Cela est dû au fait qu’ils soient mis en place par les pouvoirs publics et qu’ils fassent l’objet d’un contrôle par une tierce partie. Ils doivent ainsi satisfaire à un cahier des charges (écolabel européen) ou référentiel de certification (marque NF-Environnement) préétablit grâce à la collaboration de professionnels, association, pouvoirs publics…, et qui fixe des critères environnementaux et de performance pour chaque catégorie de produits. Ces critères sont différents selon les produits. Ce peut être limiter ou interdire les ingrédients toxiques, augmenter la biodégradabilité, limiter la quantité emballages, limiter la consommation énergétique, utiliser des substances naturelles etc.
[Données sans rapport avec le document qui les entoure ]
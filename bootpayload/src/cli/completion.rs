// SPDX-FileCopyrightText: 2023 Andrew Gunnerson
// SPDX-License-Identifier: GPL-3.0-only

use std::io;

use anyhow::Result;
use clap::{CommandFactory, Parser};
use clap_complete::Shell;

use crate::cli::args::Cli;

pub fn completion_main(cli: &CompletionCli) -> Result<()> {
    clap_complete::generate(
        cli.shell,
        &mut Cli::command(),
        env!("CARGO_PKG_NAME"),
        &mut io::stdout(),
    );

    Ok(())
}

/// Generate shell tab completion configs.
#[derive(Debug, Parser)]
pub struct CompletionCli {
    /// The shell to generate completions for.
    #[arg(short, long, value_name = "SHELL", value_parser)]
    pub shell: Shell,
}
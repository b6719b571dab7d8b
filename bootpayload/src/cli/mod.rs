// SPDX-FileCopyrightText: 2023 Andrew Gunnerson
// SPDX-License-Identifier: GPL-3.0-only

pub mod args;
pub mod assemble;
pub mod bootconfig;
pub mod completion;
pub mod info;

macro_rules! status {
    ($($arg:tt)*) => {
        println!("\x1b[1m[*] {}\x1b[0m", format!($($arg)*))
    }
}

macro_rules! warning {
    ($($arg:tt)*) => {
        println!("\x1b[1;31m[WARNING] {}\x1b[0m", format!($($arg)+))
    }
}

pub(crate) use status;
pub(crate) use warning;
// SPDX-FileCopyrightText: 2023-2025 Andrew Gunnerson
// SPDX-License-Identifier: GPL-3.0-only

//! Byte-range readers for partitions and preloaded memory regions.
//!
//! Everything that parses or loads an image goes through [`ReadAt`] so that a
//! partition on disk, a file on the host, and an image that firmware already
//! placed in memory all look the same. Reads are positional and never depend
//! on a shared cursor.

use std::{
    fs::File,
    io::{self, Read, Seek, SeekFrom},
    sync::{Arc, Mutex},
};

/// Extensions for file-like types to query the file size. No guarantees are
/// made about the state of the underlying file position after performing any
/// operation.
pub trait FileLen {
    fn file_len(&self) -> io::Result<u64>;
}

macro_rules! file_len_blanket_impl {
    ($type:ty) => {
        impl<F: ?Sized + FileLen> FileLen for $type {
            fn file_len(&self) -> io::Result<u64> {
                (**self).file_len()
            }
        }
    };
}

file_len_blanket_impl!(&F);
file_len_blanket_impl!(Arc<F>);
file_len_blanket_impl!(Box<F>);

/// Extensions for file-like types that support reads at specific offsets. No
/// guarantees are made about the state of underlying file position after
/// performing any operation.
pub trait ReadAt: FileLen {
    fn read_at(&self, buf: &mut [u8], offset: u64) -> io::Result<usize>;

    fn read_exact_at(&self, buf: &mut [u8], offset: u64) -> io::Result<()> {
        let mut done = 0;

        while done < buf.len() {
            let n = self.read_at(&mut buf[done..], offset + done as u64)?;
            if n == 0 {
                return Err(io::Error::new(
                    io::ErrorKind::UnexpectedEof,
                    format!(
                        "Expected to read {} bytes at {offset}, but reached EOF after {done} bytes",
                        buf.len(),
                    ),
                ));
            }

            done += n;
        }

        Ok(())
    }
}

macro_rules! read_at_blanket_impl {
    ($type:ty) => {
        impl<R: ?Sized + ReadAt> ReadAt for $type {
            fn read_at(&self, buf: &mut [u8], offset: u64) -> io::Result<usize> {
                (**self).read_at(buf, offset)
            }

            fn read_exact_at(&self, buf: &mut [u8], offset: u64) -> io::Result<()> {
                (**self).read_exact_at(buf, offset)
            }
        }
    };
}

read_at_blanket_impl!(&R);
read_at_blanket_impl!(Arc<R>);
read_at_blanket_impl!(Box<R>);

/// A reader wrapper that only allows reading a specific section of a file,
/// eg. a partition inside a full disk image.
pub struct SectionReaderAt<R> {
    inner: R,
    start: u64,
    size: u64,
}

impl<R: ReadAt> SectionReaderAt<R> {
    pub fn new(inner: R, start: u64, size: u64) -> Self {
        Self { inner, start, size }
    }
}

impl<R> FileLen for SectionReaderAt<R> {
    fn file_len(&self) -> io::Result<u64> {
        Ok(self.size)
    }
}

impl<R: ReadAt> ReadAt for SectionReaderAt<R> {
    fn read_at(&self, buf: &mut [u8], offset: u64) -> io::Result<usize> {
        let to_read = self.size.saturating_sub(offset).min(buf.len() as u64) as usize;
        if to_read == 0 {
            return Ok(0);
        }

        let offset = self.start.checked_add(offset).ok_or_else(|| {
            io::Error::new(io::ErrorKind::InvalidInput, "Section offset overflow")
        })?;

        self.inner.read_at(&mut buf[..to_read], offset)
    }
}

/// An image that is already resident in memory, eg. one that an earlier boot
/// stage loaded for us.
pub struct MemoryRegion<T>(T);

impl<T: AsRef<[u8]>> MemoryRegion<T> {
    pub fn new(data: T) -> Self {
        Self(data)
    }

    pub fn into_inner(self) -> T {
        self.0
    }
}

impl<T: AsRef<[u8]>> FileLen for MemoryRegion<T> {
    fn file_len(&self) -> io::Result<u64> {
        Ok(self.0.as_ref().len() as u64)
    }
}

impl<T: AsRef<[u8]>> ReadAt for MemoryRegion<T> {
    fn read_at(&self, buf: &mut [u8], offset: u64) -> io::Result<usize> {
        let data = self.0.as_ref();
        let Ok(start) = usize::try_from(offset) else {
            return Ok(0);
        };
        if start >= data.len() {
            return Ok(0);
        }

        let n = buf.len().min(data.len() - start);
        buf[..n].copy_from_slice(&data[start..start + n]);

        Ok(n)
    }
}

/// Regular files support positional reads.
impl ReadAt for File {
    /// Read data from offset. The kernel's file position *will* be changed.
    #[cfg(windows)]
    fn read_at(&self, buf: &mut [u8], offset: u64) -> io::Result<usize> {
        use std::os::windows::fs::FileExt;
        FileExt::seek_read(self, buf, offset)
    }

    /// Read data from offset. The kernel's file position will *not* be changed.
    #[cfg(unix)]
    fn read_at(&self, buf: &mut [u8], offset: u64) -> io::Result<usize> {
        use std::os::unix::fs::FileExt;
        FileExt::read_at(self, buf, offset)
    }
}

impl FileLen for File {
    fn file_len(&self) -> io::Result<u64> {
        (&*self).seek(SeekFrom::End(0))
    }
}

/// A file wrapper that implements [`ReadAt`] on top of [`Read`] and [`Seek`]
/// via a mutex that makes operations single-threaded.
pub struct MutexFile<F>(Mutex<F>);

impl<F> MutexFile<F> {
    pub fn new(file: F) -> Self {
        Self(Mutex::new(file))
    }

    pub fn into_inner(self) -> F {
        self.0.into_inner().unwrap_or_else(|e| e.into_inner())
    }
}

impl<F: Seek> FileLen for MutexFile<F> {
    fn file_len(&self) -> io::Result<u64> {
        let mut inner = self.0.lock().unwrap_or_else(|e| e.into_inner());
        inner.seek(SeekFrom::End(0))
    }
}

impl<F: Read + Seek> ReadAt for MutexFile<F> {
    fn read_at(&self, buf: &mut [u8], offset: u64) -> io::Result<usize> {
        let mut inner = self.0.lock().unwrap_or_else(|e| e.into_inner());
        let pos = inner.stream_position()?;

        inner.seek(SeekFrom::Start(offset))?;

        let result = inner.read(buf);

        inner.seek(SeekFrom::Start(pos))?;

        result
    }
}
Au niveau européen, les critères sont élaborés et revus par le Comité de l’Union européenne pour le label écologique (CUELE) et ensuite approuvés par les Etats membres et la Commission européenne. Au niveau français, les critères sont élaborés par le Comité Français des Ecolabels. En France, c’est l’AFNOR qui est en charge de répondre aux demandes de certification que se soit pour la délivrance de l’Ecolabel Européen ou de la marque NF-Environnement.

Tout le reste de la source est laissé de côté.